| Task to complete |
From the entries below, list each line with "ProgressStyle".

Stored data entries
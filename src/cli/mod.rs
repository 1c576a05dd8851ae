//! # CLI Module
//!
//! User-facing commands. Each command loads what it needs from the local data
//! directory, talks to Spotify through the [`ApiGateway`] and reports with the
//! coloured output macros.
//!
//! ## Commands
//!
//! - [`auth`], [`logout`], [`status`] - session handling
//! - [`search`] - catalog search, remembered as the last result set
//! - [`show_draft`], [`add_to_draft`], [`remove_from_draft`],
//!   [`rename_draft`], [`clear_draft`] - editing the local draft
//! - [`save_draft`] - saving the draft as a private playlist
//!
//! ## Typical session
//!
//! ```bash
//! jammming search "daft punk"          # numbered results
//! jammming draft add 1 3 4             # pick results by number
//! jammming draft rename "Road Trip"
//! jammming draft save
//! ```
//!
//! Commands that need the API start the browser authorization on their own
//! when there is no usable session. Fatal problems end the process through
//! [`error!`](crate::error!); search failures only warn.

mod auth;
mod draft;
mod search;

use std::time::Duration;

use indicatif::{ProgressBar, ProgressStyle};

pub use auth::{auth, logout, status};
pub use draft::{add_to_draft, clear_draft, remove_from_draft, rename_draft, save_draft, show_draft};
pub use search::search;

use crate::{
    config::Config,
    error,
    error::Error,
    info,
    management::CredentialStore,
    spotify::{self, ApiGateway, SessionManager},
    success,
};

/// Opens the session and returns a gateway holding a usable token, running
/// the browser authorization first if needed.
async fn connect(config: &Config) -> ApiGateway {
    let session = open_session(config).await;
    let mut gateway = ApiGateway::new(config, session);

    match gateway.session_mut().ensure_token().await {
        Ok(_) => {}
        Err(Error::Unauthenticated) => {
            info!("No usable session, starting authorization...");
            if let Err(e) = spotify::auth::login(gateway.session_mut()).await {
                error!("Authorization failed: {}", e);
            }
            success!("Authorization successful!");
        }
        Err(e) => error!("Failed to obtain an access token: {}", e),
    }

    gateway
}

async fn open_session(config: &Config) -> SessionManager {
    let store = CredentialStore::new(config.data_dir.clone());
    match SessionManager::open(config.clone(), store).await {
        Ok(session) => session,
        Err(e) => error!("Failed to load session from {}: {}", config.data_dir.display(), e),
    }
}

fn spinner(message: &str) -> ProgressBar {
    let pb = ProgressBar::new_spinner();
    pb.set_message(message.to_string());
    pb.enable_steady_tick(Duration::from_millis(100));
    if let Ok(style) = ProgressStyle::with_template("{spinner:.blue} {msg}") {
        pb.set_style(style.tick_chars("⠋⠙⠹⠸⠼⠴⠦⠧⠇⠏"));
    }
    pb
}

| Response below |
use indicatif::{ProgressBar, ProgressStyle};
    if let Ok(style) = ProgressStyle::with_template("{spinner:.blue} {msg}") {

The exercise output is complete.